Ever since the first phase II study of paclitaxel (Taxol) began, there has been ongoing controversy about the optimal dose and schedule of administration of this drug. The initial reports of marked antitumor activity against metastatic breast cancer were obtained using 250 mg/m² administered by 24-hour continuous IV infusion. This schedule was originally developed in an attempt to reduce the incidence and severity of anaphylactic reactions. Subsequent to the determination that this dose and schedule was effective and safe, there were multiple attempts to develop more convenient schedules, and dose/schedules associated with an improved side-effect profile.
In 1994, several investigators started to explore weekly schedules of administration of paclitaxel, to increase dose intensity. The early reports suggested a surprising modification of the safety profile of paclitaxel using this schedule, with maintenance of substantial antitumor activity.

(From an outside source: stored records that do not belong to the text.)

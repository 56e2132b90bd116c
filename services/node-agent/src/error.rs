//! Error types for workload lifecycle operations.

use thiserror::Error;

/// Errors surfaced by the command runner and workload backends.
#[derive(Debug, Error)]
pub enum AgentError {
    /// External tool could not be spawned, failed, timed out, or reported
    /// that the workload did not reach the requested state.
    #[error("execution failed: {0}")]
    Execution(String),

    /// Tool output did not match the expected grammar.
    #[error("could not parse {context}: {raw:?}")]
    Parse {
        context: &'static str,
        raw: String,
    },

    /// Not enough memory to admit a workload start.
    #[error("insufficient memory: {required} bytes required, {available} bytes available")]
    Resource { required: u64, available: u64 },

    /// Invalid configuration or unknown application id.
    #[error("invalid configuration: {0}")]
    Config(String),

    /// The backend's daemon is unreachable.
    #[error("not connected: {0}")]
    Connection(String),
}

impl AgentError {
    /// Build a parse error carrying the offending text.
    pub fn parse(context: &'static str, raw: impl Into<String>) -> Self {
        AgentError::Parse {
            context,
            raw: raw.into(),
        }
    }

    /// Raw tool output attached to a parse error.
    pub fn raw_output(&self) -> Option<&str> {
        match self {
            AgentError::Parse { raw, .. } => Some(raw),
            _ => None,
        }
    }

    pub fn is_execution(&self) -> bool {
        matches!(self, AgentError::Execution(_))
    }

    pub fn is_parse(&self) -> bool {
        matches!(self, AgentError::Parse { .. })
    }

    pub fn is_resource(&self) -> bool {
        matches!(self, AgentError::Resource { .. })
    }

    pub fn is_config(&self) -> bool {
        matches!(self, AgentError::Config(_))
    }

    pub fn is_connection(&self) -> bool {
        matches!(self, AgentError::Connection(_))
    }
}

pub type Result<T> = std::result::Result<T, AgentError>;

#[cfg(test)]
mod tests {
    use super::*;

    #[test]
    fn test_parse_error_keeps_raw_text() {
        let err = AgentError::parse("start output", "garbage, text");
        assert!(err.is_parse());
        assert_eq!(err.raw_output(), Some("garbage, text"));
        assert!(err.to_string().contains("garbage, text"));
    }

    #[test]
    fn test_resource_error_message() {
        let err = AgentError::Resource {
            required: 256,
            available: 100,
        };
        assert!(err.is_resource());
        assert_eq!(
            err.to_string(),
            "insufficient memory: 256 bytes required, 100 bytes available"
        );
    }
}
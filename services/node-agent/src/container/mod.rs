//! Container workload backend driven through a docker-compatible CLI.

mod backend;
pub mod inspect;

pub use backend::{ContainerBackend, ContainerConfig, DEFAULT_CONTAINER_CLI};
//! fognode Node Agent Library
//!
//! The node agent runs on each edge host and owns the lifecycle of the
//! workloads placed there, either unikernel micro-VMs or containers. It turns
//! lifecycle intents into invocations of external tools, parses their output
//! into structured state and aggregates that state for status reporting.
//!
//! ## Architecture
//!
//! ```text
//! lifecycle manager
//!   └── WorkloadBackend (unikernel | container)
//!         ├── CommandRunner      (external tool invocation)
//!         ├── IdentityMap        (app id -> image, address)
//!         └── StatusRegistry     (per-workload and per-registry state)
//!
//! resend loop  ── ControlSignalTracker ──> remote supervisor
//! transport    ── MessageListener ──> real-time consumers
//! ```
//!
//! ## Modules
//!
//! - `command`: process execution with timeout and cancellation
//! - `unikernel`, `container`: the two backend variants
//! - `status`: status registry and its JSON rendering
//! - `signals`: control signal resend loop
//! - `message_bus`: real-time message codec and delivery listener

pub mod command;
pub mod config;
pub mod container;
pub mod error;
pub mod identity;
pub mod message_bus;
pub mod resources;
pub mod runtime;
pub mod signals;
pub mod status;
pub mod unikernel;

// Re-export commonly used types
pub use command::{CommandRunner, CommandSpec, ExecutionResult, OperationContext, ProcessRunner};
pub use error::{AgentError, Result};
pub use identity::{IdentityMap, WorkloadIdentity};
pub use runtime::{BackendKind, Workload, WorkloadBackend};
pub use status::{StatusRegistry, WorkloadState, WorkloadStatus};
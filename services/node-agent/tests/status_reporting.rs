//! Integration tests: status registry reporting.
//!
//! Tests verify what the status-reporting API reads from the registry:
//! - every queried workload has an entry, defaulting to STOPPED
//! - JSON rendering of workloads and registries
//! - concurrent writers on both maps

use std::sync::Arc;

use fognode_node_agent::status::{format_fixed2, BackendHealth, LinkStatus};
use fognode_node_agent::{StatusRegistry, WorkloadState, WorkloadStatus};
use serde_json::Value;

#[test]
fn test_get_or_create_is_idempotent() {
    let registry = StatusRegistry::new();

    for _ in 0..3 {
        let status = registry.get_or_create_workload("never-started");
        assert_eq!(status.state, WorkloadState::Stopped);
        assert_eq!(status.start_time, 0);
    }

    assert_eq!(registry.workload_ids(), vec!["never-started".to_string()]);
}

#[test]
fn test_workloads_json() {
    let registry = StatusRegistry::new();
    registry.set_workload(
        "web",
        WorkloadStatus {
            state: WorkloadState::Running,
            start_time: 1_000,
            cpu_usage: 12.345,
            memory_usage: 52_428_800,
        },
    );
    registry.get_or_create_workload("batch");

    let rendered = registry.render_workloads_json_at(61_000);
    let rows: Value = serde_json::from_str(&rendered).unwrap();
    let rows = rows.as_array().unwrap();
    assert_eq!(rows.len(), 2);

    assert_eq!(rows[0]["id"], "batch");
    assert_eq!(rows[0]["status"], "STOPPED");
    assert_eq!(rows[0]["operatingduration"], 0);
    assert_eq!(rows[0]["cpuusage"], "0.00");

    assert_eq!(rows[1]["id"], "web");
    assert_eq!(rows[1]["status"], "RUNNING");
    assert_eq!(rows[1]["starttime"], 1_000);
    assert_eq!(rows[1]["operatingduration"], 60_000);
    assert_eq!(rows[1]["cpuusage"], "12.35");
    assert_eq!(rows[1]["memoryusage"], "52428800");
}

#[test]
fn test_registries_json_and_upsert() {
    let registry = StatusRegistry::new();
    assert_eq!(registry.registry_link("hub.example"), None);

    registry.set_registry_link("hub.example", LinkStatus::Unknown);
    registry.set_registry_link("cache.local", LinkStatus::Ok);
    registry.set_registry_link("hub.example", LinkStatus::Broken);

    assert_eq!(registry.registries_count(), 2);
    assert_eq!(
        registry.render_registries_json(),
        r#"[{"linkstatus":"OK","url":"cache.local"},{"linkstatus":"BROKEN","url":"hub.example"}]"#
    );
}

#[test]
fn test_empty_registry_renders_empty_arrays() {
    let registry = StatusRegistry::new();
    assert_eq!(registry.render_workloads_json(), "[]");
    assert_eq!(registry.render_registries_json(), "[]");
    assert_eq!(registry.backend_health(), BackendHealth::Running);
}

#[test]
fn test_fixed_two_decimals() {
    assert_eq!(format_fixed2(12.345), "12.35");
    assert_eq!(format_fixed2(0.005), "0.01");
    assert_eq!(format_fixed2(99.999), "100.00");
    assert_eq!(format_fixed2(7.0), "7.00");
}

#[test]
fn test_remove_workload() {
    let registry = StatusRegistry::new();
    registry.get_or_create_workload("web");
    assert!(registry.remove_workload("web").is_some());
    assert!(registry.remove_workload("web").is_none());
    assert_eq!(registry.render_workloads_json(), "[]");
}

#[tokio::test(flavor = "multi_thread", worker_threads = 4)]
async fn test_concurrent_writers() {
    let registry = Arc::new(StatusRegistry::new());

    let mut handles = Vec::new();
    for worker in 0..8 {
        let registry = Arc::clone(&registry);
        handles.push(tokio::spawn(async move {
            for i in 0..50 {
                registry.update_workload(&format!("w{}", i % 10), |status| {
                    status.memory_usage += 1;
                });
                registry.set_registry_link(&format!("r{worker}"), LinkStatus::Ok);
                registry.set_running_count(i);
            }
        }));
    }
    for handle in handles {
        handle.await.unwrap();
    }

    let total: u64 = registry
        .workload_ids()
        .iter()
        .map(|id| registry.get_or_create_workload(id).memory_usage)
        .sum();
    assert_eq!(total, 8 * 50);
    assert_eq!(registry.workload_ids().len(), 10);
    assert_eq!(registry.registries_count(), 8);
}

Breier et al (Br Cancer Res Treat 57:124, 1999) were able to maintain a very high dose intensity with the weekly schedule over substantial time periods; second, severe myelosuppression was virtually absent, and therefore, no febrile neutropenia was reported; third, steroid premedication was successfully tapered and discontinued in many patients without hypersensitivity reactions. Finally, in a group of patients with previous exposure to anthracyclines, they observed a 53% objective response rate.
Docetaxel (Taxotere) shows marked antitumor activity against breast cancer. Although its activity is less schedule dependent, the impressive change in the safety profile of paclitaxel associated with the weekly schedule prompted the evaluation of docetaxel given weekly. As described in the abstract by Loeffler et al (abstract #527), similar changes in the toxicity profile of docetaxel were observed: myelosuppression decreased dramatically, as did the frequency and severity of infectious (febrile) complications. Furthermore, this was accomplished without apparent loss of therapeutic activity.
Both paclitaxel and docetaxel are currently under formal evaluation in multiple prospective randomized trials, comparing weekly and every-3-weekly schedules of administration. In some, the agents are used alone, while in others, combinations with other agents are being tested. The results of these trials will define the optimal schedule of administration for both taxanes.